Saved data entries:
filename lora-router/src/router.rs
/********************************************************************************
 * Copyright (c) 2026 Contributors to the Eclipse Foundation
 *
 * See the NOTICE file(s) distributed with this work for additional
 * information regarding copyright ownership.
 *
 * This program and the accompanying materials are made available under the
 * terms of the Apache License Version 2.0 which is available at
 * https://www.apache.org/licenses/LICENSE-2.0
 *
 * SPDX-License-Identifier: Apache-2.0
 ********************************************************************************/

//! Router capability surfaces consumed by the adapter collaborators.
//!
//! One concrete engine implements all of them; each adapter only sees the
//! capability it needs.

use crate::codec::{BrokerAddress, DeviceAddress, GatewayAddress, RoutablePayload, UplinkPacket};
use crate::error::RouterError;
use async_trait::async_trait;
use std::collections::HashSet;
use std::sync::Arc;

/// Uplink intake, driven by the gateway adapter.
#[async_trait]
pub trait UplinkRouter: Send + Sync {
    /// Routes one uplink frame received from `gateway` to the broker(s)
    /// owning the originating device.
    async fn handle_uplink(
        &self,
        packet: Arc<dyn UplinkPacket>,
        gateway: GatewayAddress,
    ) -> Result<(), RouterError>;
}

/// Downlink intake, driven by the broker adapter.
#[async_trait]
pub trait DownlinkRouter: Send + Sync {
    /// Routes one broker-originated payload back to its destination gateway.
    async fn handle_downlink(
        &self,
        payload: Arc<dyn RoutablePayload>,
        broker: BrokerAddress,
    ) -> Result<(), RouterError>;
}

/// Administrative pre-seeding of device ownership, bypassing discovery.
#[async_trait]
pub trait DeviceProvisioning: Send + Sync {
    async fn register_device(
        &self,
        device: DeviceAddress,
        brokers: HashSet<BrokerAddress>,
    ) -> Result<(), RouterError>;
}

/// Central error intake; classification and reporting without aborting the
/// service.
pub trait ErrorSink: Send + Sync {
    fn handle_error(&self, error: &RouterError);
}
//! Routing decision engine.
//!
//! One concrete [`RoutingEngine`] implements every router capability trait;
//! it owns the uplink/downlink state machine, the discovery fallback policy,
//! and the one-time adapter binding.

mod config;
mod connections;
mod routing_engine;

pub use config::EngineConfig;
pub use routing_engine::RoutingEngine;
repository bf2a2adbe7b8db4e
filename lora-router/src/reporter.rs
/********************************************************************************
 * Copyright (c) 2026 Contributors to the Eclipse Foundation
 *
 * See the NOTICE file(s) distributed with this work for additional
 * information regarding copyright ownership.
 *
 * This program and the accompanying materials are made available under the
 * terms of the Apache License Version 2.0 which is available at
 * https://www.apache.org/licenses/LICENSE-2.0
 *
 * SPDX-License-Identifier: Apache-2.0
 ********************************************************************************/

//! Error reporting sink.

use crate::error::{ErrorClass, RouterError};
use crate::observability::events;
use tracing::warn;

const COMPONENT: &str = "reporter";

/// Observability collaborator receiving every classified error raised in the
/// routing core.
///
/// Implementations must be infallible; reporting never aborts the routing
/// path.
pub trait ErrorReporter: Send + Sync {
    fn report(&self, class: ErrorClass, error: &RouterError);
}

/// Default reporter emitting one structured `tracing` event per error.
#[derive(Clone, Copy, Debug, Default)]
pub struct TracingReporter;

impl ErrorReporter for TracingReporter {
    fn report(&self, class: ErrorClass, error: &RouterError) {
        warn!(
            event = events::ROUTER_ERROR,
            component = COMPONENT,
            class = %class,
            kind = ?error.kind(),
            err = %error,
            "router error reported"
        );
    }
}
use std::str::FromStr;

use anyhow::Context;
use sqlx::{
    sqlite::{SqliteConnectOptions, SqliteJournalMode, SqlitePoolOptions},
    SqlitePool,
};

pub async fn connect(database_url: &str) -> anyhow::Result<SqlitePool> {
    let options = SqliteConnectOptions::from_str(database_url)
        .with_context(|| format!("parse database url {}", database_url))?
        .create_if_missing(true)
        .journal_mode(SqliteJournalMode::Wal)
        .foreign_keys(true);

    SqlitePoolOptions::new()
        .max_connections(5)
        .connect_with(options)
        .await
        .context("connect to database")
}

pub async fn migrate(db: &SqlitePool) -> anyhow::Result<()> {
    sqlx::migrate!("./migrations")
        .run(db)
        .await
        .context("run migrations")?;
    Ok(())
}

/// Single-connection in-memory database with the schema applied.
#[cfg(test)]
pub async fn memory() -> SqlitePool {
    let options = SqliteConnectOptions::from_str("sqlite::memory:")
        .expect("memory url")
        .foreign_keys(true);
    let db = SqlitePoolOptions::new()
        .max_connections(1)
        .idle_timeout(None)
        .max_lifetime(None)
        .connect_with(options)
        .await
        .expect("open in-memory sqlite");
    migrate(&db).await.expect("migrations apply");
    db
}
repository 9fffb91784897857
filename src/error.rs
use std::collections::BTreeMap;

use axum::{
    http::StatusCode,
    response::{IntoResponse, Response},
    Json,
};
use serde::Serialize;
use tracing::error;

/// Field name -> messages, in field order.
pub type FieldErrors = BTreeMap<String, Vec<String>>;

/// Business-rule violations of the adoption workflow.
#[derive(Debug, Clone, Copy, PartialEq, Eq, thiserror::Error)]
pub enum DomainError {
    #[error("Sorry, this pet has already been adopted.")]
    PetUnavailable,
    #[error("You have already requested to adopt this pet.")]
    DuplicateRequest,
    #[error("You cannot adopt your own pet.")]
    OwnPet,
    #[error("This request has already been decided.")]
    AlreadyDecided,
}

impl DomainError {
    pub fn code(&self) -> &'static str {
        match self {
            DomainError::PetUnavailable => "pet_unavailable",
            DomainError::DuplicateRequest => "duplicate_request",
            DomainError::OwnPet => "own_pet",
            DomainError::AlreadyDecided => "already_decided",
        }
    }
}

#[derive(Debug, thiserror::Error)]
pub enum AppError {
    #[error("validation failed")]
    Validation(FieldErrors),
    #[error("{0} not found")]
    NotFound(&'static str),
    #[error("{0}")]
    Forbidden(String),
    #[error("{0}")]
    Unauthorized(String),
    #[error("{0}")]
    Conflict(String),
    #[error(transparent)]
    Domain(#[from] DomainError),
    #[error(transparent)]
    Internal(#[from] anyhow::Error),
}

impl AppError {
    pub fn field(field: &str, message: impl Into<String>) -> Self {
        let mut errors = FieldErrors::new();
        errors.insert(field.to_string(), vec![message.into()]);
        AppError::Validation(errors)
    }

    pub fn status(&self) -> StatusCode {
        match self {
            AppError::Validation(_) => StatusCode::BAD_REQUEST,
            AppError::NotFound(_) => StatusCode::NOT_FOUND,
            AppError::Forbidden(_) => StatusCode::FORBIDDEN,
            AppError::Unauthorized(_) => StatusCode::UNAUTHORIZED,
            AppError::Conflict(_) | AppError::Domain(_) => StatusCode::CONFLICT,
            AppError::Internal(_) => StatusCode::INTERNAL_SERVER_ERROR,
        }
    }

    pub fn code(&self) -> &'static str {
        match self {
            AppError::Validation(_) => "validation_error",
            AppError::NotFound(_) => "not_found",
            AppError::Forbidden(_) => "forbidden",
            AppError::Unauthorized(_) => "unauthorized",
            AppError::Conflict(_) => "conflict",
            AppError::Domain(d) => d.code(),
            AppError::Internal(_) => "internal_error",
        }
    }
}

impl From<sqlx::Error> for AppError {
    fn from(e: sqlx::Error) -> Self {
        AppError::Internal(e.into())
    }
}

#[derive(Debug, Serialize)]
struct ErrorBody {
    code: &'static str,
    message: String,
    #[serde(skip_serializing_if = "Option::is_none")]
    details: Option<FieldErrors>,
}

#[derive(Debug, Serialize)]
struct ErrorResponse {
    error: ErrorBody,
}

impl IntoResponse for AppError {
    fn into_response(self) -> Response {
        let status = self.status();
        let code = self.code();
        let (message, details) = match self {
            AppError::Validation(errors) => ("Validation failed".to_string(), Some(errors)),
            AppError::Internal(e) => {
                error!(error = %e, "internal error");
                ("Internal server error".to_string(), None)
            }
            other => (other.to_string(), None),
        };
        (
            status,
            Json(ErrorResponse {
                error: ErrorBody {
                    code,
                    message,
                    details,
                },
            }),
        )
            .into_response()
    }
}

pub type AppResult<T> = Result<T, AppError>;
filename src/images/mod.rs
pub mod services;
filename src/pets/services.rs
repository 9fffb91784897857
use tracing::{info, warn};

use super::form::PetForm;
use super::repo;
use super::repo_types::{Pet, PetRow};
use crate::error::{AppError, AppResult};
use crate::images::services::{discard_image, presign_image, upload_pet_image};
use crate::pets::dto::PetView;
use crate::state::AppState;

fn to_pets(rows: Vec<PetRow>) -> AppResult<Vec<Pet>> {
    rows.into_iter()
        .map(|r| Pet::try_from(r).map_err(AppError::from))
        .collect()
}

/// Trimmed search text, or None when the caller asked for everything.
fn normalize_query(query: &str) -> Option<&str> {
    Some(query.trim()).filter(|q| !q.is_empty())
}

pub async fn search(st: &AppState, query: &str, owner_id: Option<i64>) -> AppResult<Vec<Pet>> {
    to_pets(repo::search(&st.db, normalize_query(query), owner_id).await?)
}

/// Public read.
pub async fn get_pet(st: &AppState, pet_id: i64) -> AppResult<Pet> {
    let row = repo::get(&st.db, pet_id).await?.ok_or(AppError::NotFound("Pet"))?;
    Ok(Pet::try_from(row)?)
}

/// Owner-scoped read. Missing and not-yours are the same answer.
pub async fn get_owned_pet(st: &AppState, pet_id: i64, owner_id: i64) -> AppResult<Pet> {
    let row = repo::get_owned(&st.db, pet_id, owner_id)
        .await?
        .ok_or(AppError::NotFound("Pet"))?;
    Ok(Pet::try_from(row)?)
}

pub async fn create_pet(st: &AppState, owner_id: i64, form: PetForm) -> AppResult<Pet> {
    let (attrs, image) = form.validate(true)?;
    let image = image.ok_or_else(|| AppError::field("image", "This field is required."))?;

    let key = upload_pet_image(st, owner_id, image).await?;
    let pet_id = match repo::insert(&st.db, owner_id, &attrs, &key).await {
        Ok(id) => id,
        Err(e) => {
            discard_image(st, &key).await;
            return Err(e.into());
        }
    };

    info!(pet_id, owner_id, name = %attrs.name, "pet created");
    get_pet(st, pet_id).await
}

pub async fn update_pet(st: &AppState, pet_id: i64, owner_id: i64, form: PetForm) -> AppResult<Pet> {
    let current = get_owned_pet(st, pet_id, owner_id).await?;
    let (attrs, image) = form.validate(false)?;

    let new_key = match image {
        Some(img) => Some(upload_pet_image(st, owner_id, img).await?),
        None => None,
    };
    let key = new_key.as_deref().unwrap_or(&current.image);

    let updated = match repo::update(&st.db, pet_id, owner_id, &attrs, key).await {
        Ok(updated) => updated,
        Err(e) => {
            if let Some(k) = &new_key {
                discard_image(st, k).await;
            }
            return Err(e.into());
        }
    };
    if !updated {
        // deleted between the lookup and the update
        if let Some(k) = &new_key {
            discard_image(st, k).await;
        }
        return Err(AppError::NotFound("Pet"));
    }
    if new_key.is_some() {
        discard_image(st, &current.image).await;
    }

    info!(pet_id, owner_id, "pet updated");
    get_pet(st, pet_id).await
}

pub async fn delete_pet(st: &AppState, pet_id: i64, owner_id: i64) -> AppResult<()> {
    let key = repo::delete(&st.db, pet_id, owner_id)
        .await?
        .ok_or(AppError::NotFound("Pet"))?;
    discard_image(st, &key).await;
    info!(pet_id, owner_id, "pet deleted");
    Ok(())
}

pub async fn to_view(st: &AppState, pet: Pet) -> PetView {
    let image_url = match presign_image(st, &pet.image).await {
        Ok(url) => Some(url),
        Err(e) => {
            warn!(error = %e, pet_id = pet.id, "presign pet image failed");
            None
        }
    };
    PetView {
        status: pet.status(),
        id: pet.id,
        name: pet.name,
        category: pet.category,
        age: pet.age,
        breed: pet.breed,
        description: pet.description,
        image: pet.image,
        image_url,
        available: pet.available,
        owner_id: pet.owner_id,
        owner_username: pet.owner_username,
        contact_email: pet.contact_email,
        adopted: pet.adopted,
        approved: pet.approved,
        created_at: pet.created_at,
    }
}

pub async fn to_views(st: &AppState, pets: Vec<Pet>) -> Vec<PetView> {
    let mut out = Vec::with_capacity(pets.len());
    for pet in pets {
        out.push(to_view(st, pet).await);
    }
    out
}
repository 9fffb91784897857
use axum::{extract::State, Json};
use tracing::instrument;

use crate::{
    auth::AuthUser,
    error::AppResult,
    pets::{repo, repo_types::PetCounts},
    state::AppState,
};

#[instrument(skip(state))]
pub async fn dashboard(
    State(state): State<AppState>,
    AuthUser(_user_id): AuthUser,
) -> AppResult<Json<PetCounts>> {
    Ok(Json(repo::counts(&state.db).await?))
}

#[cfg(test)]
mod tests {
    use super::*;
    use crate::adoptions::{repo_types::RequestStatus, services as adoptions};
    use crate::pets::services::tests::{named_pet, user};

    #[tokio::test]
    async fn counts_follow_approvals() {
        let st = AppState::fake().await;
        assert_eq!(
            repo::counts(&st.db).await.unwrap(),
            PetCounts { total_pets: 0, available_pets: 0, adopted_pets: 0 }
        );

        let alice = user(&st, "alice").await;
        let bob = user(&st, "bob").await;
        let rex = named_pet(&st, alice, "Rex").await;
        named_pet(&st, alice, "Fido").await;
        let req = adoptions::request_adoption(&st, rex.id, bob, None).await.unwrap();
        adoptions::decide(&st, req.id, alice, RequestStatus::Approved).await.unwrap();

        let Json(counts) = dashboard(State(st.clone()), AuthUser(bob)).await.unwrap();
        assert_eq!(
            counts,
            PetCounts { total_pets: 2, available_pets: 1, adopted_pets: 1 }
        );
    }
}
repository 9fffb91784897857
use crate::auth::repo_types::User;
use crate::error::{AppError, AppResult};
use sqlx::SqlitePool;
use time::OffsetDateTime;

impl User {
    /// Find a user by username.
    pub async fn find_by_username(db: &SqlitePool, username: &str) -> anyhow::Result<Option<User>> {
        let user = sqlx::query_as::<_, User>(
            r#"
            SELECT id, username, password_hash, created_at
            FROM users
            WHERE username = ?
            "#,
        )
        .bind(username)
        .fetch_optional(db)
        .await?;
        Ok(user)
    }

    pub async fn find_by_id(db: &SqlitePool, id: i64) -> anyhow::Result<Option<User>> {
        let user = sqlx::query_as::<_, User>(
            r#"SELECT id, username, password_hash, created_at FROM users WHERE id = ?"#,
        )
        .bind(id)
        .fetch_optional(db)
        .await?;
        Ok(user)
    }

    /// Create a new user with hashed password. A username taken in the
    /// meantime surfaces as a conflict, not an internal error.
    pub async fn create(db: &SqlitePool, username: &str, password_hash: &str) -> AppResult<User> {
        sqlx::query_as::<_, User>(
            r#"
            INSERT INTO users (username, password_hash, created_at)
            VALUES (?, ?, ?)
            RETURNING id, username, password_hash, created_at
            "#,
        )
        .bind(username)
        .bind(password_hash)
        .bind(OffsetDateTime::now_utc())
        .fetch_one(db)
        .await
        .map_err(|e| match e {
            sqlx::Error::Database(ref db_err) if db_err.is_unique_violation() => {
                AppError::Conflict(USERNAME_TAKEN.into())
            }
            other => other.into(),
        })
    }
}

pub(crate) const USERNAME_TAKEN: &str = "A user with that username already exists.";
use crate::state::AppState;
use axum::Router;

pub mod dto;
pub mod handlers;
pub mod repo;
pub mod repo_types;
pub mod services;

pub use services::AuthUser;

pub fn router() -> Router<AppState> {
    Router::new()
        .merge(handlers::auth_routes())
        .merge(handlers::me_routes())
}
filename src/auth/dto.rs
use jsonwebtoken::{DecodingKey, EncodingKey};
use serde::{Deserialize, Serialize};
use std::time::Duration;

/// Token type used to distinguish Access and Refresh JWTs.
#[derive(Debug, Serialize, Deserialize, Clone, Copy, PartialEq, Eq)]
#[serde(rename_all = "lowercase")]
pub enum TokenKind {
    #[serde(alias = "Access")]
    Access,
    #[serde(alias = "Refresh")]
    Refresh,
}

/// Standard JWT claims used in the app.
#[derive(Debug, Serialize, Deserialize, Clone)]
pub struct Claims {
    pub sub: i64,        // user ID
    pub exp: usize,      // expiration time
    pub iat: usize,      // issued at
    pub iss: String,     // issuer
    pub aud: String,     // audience
    pub kind: TokenKind, // access or refresh
}

/// Holds JWT signing and verification keys with config data.
#[derive(Clone)]
pub struct JwtKeys {
    pub encoding: EncodingKey,
    pub decoding: DecodingKey,
    pub issuer: String,
    pub audience: String,
    pub access_ttl: Duration,
    pub refresh_ttl: Duration,
}

/// Request body for signup.
#[derive(Debug, Deserialize)]
pub struct SignupRequest {
    pub username: String,
    pub password: String,
    pub password_confirm: String,
}

/// Request body for login.
#[derive(Debug, Deserialize)]
pub struct LoginRequest {
    pub username: String,
    pub password: String,
}

/// Request body for token refresh.
#[derive(Debug, Deserialize)]
pub struct RefreshRequest {
    pub refresh_token: String,
}

/// Response returned after signup, login or refresh.
#[derive(Debug, Serialize)]
pub struct AuthResponse {
    pub access_token: String,
    pub refresh_token: String,
    pub user: PublicUser,
}

/// Public part of the user returned to the client.
#[derive(Debug, Serialize)]
pub struct PublicUser {
    pub id: i64,
    pub username: String,
}

#[derive(Debug, Serialize)]
pub struct LogoutResponse {
    pub message: String,
}
use axum::{
    extract::{DefaultBodyLimit, Multipart, Path, Query, State},
    http::{header, HeaderMap, HeaderValue, StatusCode},
    routing::{get, post},
    Json, Router,
};
use tracing::instrument;

use super::dto::{DeletedPetResponse, ExploreResponse, PetView, SearchQuery, SearchResponse};
use super::form::PetForm;
use super::services;
use crate::{auth::AuthUser, error::AppResult, state::AppState};

const MAX_UPLOAD_BYTES: usize = 10 * 1024 * 1024;

pub fn read_routes() -> Router<AppState> {
    Router::new()
        .route("/explore/", get(explore))
        .route("/adoption-info/", get(adoption_info))
        .route("/my-pets/", get(my_pets))
        .route("/pet/:id/", get(pet_details))
}

pub fn write_routes() -> Router<AppState> {
    Router::new()
        .route("/add-pet/", post(add_pet))
        .route("/edit-pet/:id/", get(edit_pet_form).post(edit_pet))
        .route("/delete-pet/:id/", post(delete_pet))
        .layer(DefaultBodyLimit::max(MAX_UPLOAD_BYTES))
}

fn location(pet_id: i64) -> HeaderMap {
    let mut headers = HeaderMap::new();
    if let Ok(v) = HeaderValue::from_str(&format!("/pet/{}/", pet_id)) {
        headers.insert(header::LOCATION, v);
    }
    headers
}

/// All pets (optionally filtered) plus the caller's own.
#[instrument(skip(state))]
pub async fn explore(
    State(state): State<AppState>,
    AuthUser(user_id): AuthUser,
    Query(params): Query<SearchQuery>,
) -> AppResult<Json<ExploreResponse>> {
    let pets = services::search(&state, &params.q, None).await?;
    let user_pets = services::search(&state, "", Some(user_id)).await?;
    Ok(Json(ExploreResponse {
        pets: services::to_views(&state, pets).await,
        user_pets: services::to_views(&state, user_pets).await,
        query: params.q,
    }))
}

#[instrument(skip(state))]
pub async fn adoption_info(
    State(state): State<AppState>,
    Query(params): Query<SearchQuery>,
) -> AppResult<Json<SearchResponse>> {
    let pets = services::search(&state, &params.q, None).await?;
    Ok(Json(SearchResponse {
        pets: services::to_views(&state, pets).await,
        query: params.q,
    }))
}

#[instrument(skip(state))]
pub async fn my_pets(
    State(state): State<AppState>,
    AuthUser(user_id): AuthUser,
) -> AppResult<Json<Vec<PetView>>> {
    let pets = services::search(&state, "", Some(user_id)).await?;
    Ok(Json(services::to_views(&state, pets).await))
}

#[instrument(skip(state))]
pub async fn pet_details(
    State(state): State<AppState>,
    Path(id): Path<i64>,
) -> AppResult<Json<PetView>> {
    let pet = services::get_pet(&state, id).await?;
    Ok(Json(services::to_view(&state, pet).await))
}

/// POST /add-pet/ (multipart: name, category, age, breed, description, contact_email, image)
#[instrument(skip(state, mp))]
pub async fn add_pet(
    State(state): State<AppState>,
    AuthUser(user_id): AuthUser,
    mp: Multipart,
) -> AppResult<(StatusCode, HeaderMap, Json<PetView>)> {
    let form = PetForm::from_multipart(mp).await?;
    let pet = services::create_pet(&state, user_id, form).await?;
    Ok((
        StatusCode::CREATED,
        location(pet.id),
        Json(services::to_view(&state, pet).await),
    ))
}

/// Current values for the edit form; owner only.
#[instrument(skip(state))]
pub async fn edit_pet_form(
    State(state): State<AppState>,
    AuthUser(user_id): AuthUser,
    Path(id): Path<i64>,
) -> AppResult<Json<PetView>> {
    let pet = services::get_owned_pet(&state, id, user_id).await?;
    Ok(Json(services::to_view(&state, pet).await))
}

#[instrument(skip(state, mp))]
pub async fn edit_pet(
    State(state): State<AppState>,
    AuthUser(user_id): AuthUser,
    Path(id): Path<i64>,
    mp: Multipart,
) -> AppResult<Json<PetView>> {
    let form = PetForm::from_multipart(mp).await?;
    let pet = services::update_pet(&state, id, user_id, form).await?;
    Ok(Json(services::to_view(&state, pet).await))
}

#[instrument(skip(state))]
pub async fn delete_pet(
    State(state): State<AppState>,
    AuthUser(user_id): AuthUser,
    Path(id): Path<i64>,
) -> AppResult<Json<DeletedPetResponse>> {
    let pet = services::get_owned_pet(&state, id, user_id).await?;
    services::delete_pet(&state, id, user_id).await?;
    Ok(Json(DeletedPetResponse {
        id,
        message: format!("{} has been deleted successfully.", pet.name),
    }))
}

- [TASK BRIEF]
From the records above, pull out every line containing the word "dashboard".

- [RESPONSE BOX]
pub async fn dashboard(
        let Json(counts) = dashboard(State(st.clone()), AuthUser(bob)).await.unwrap();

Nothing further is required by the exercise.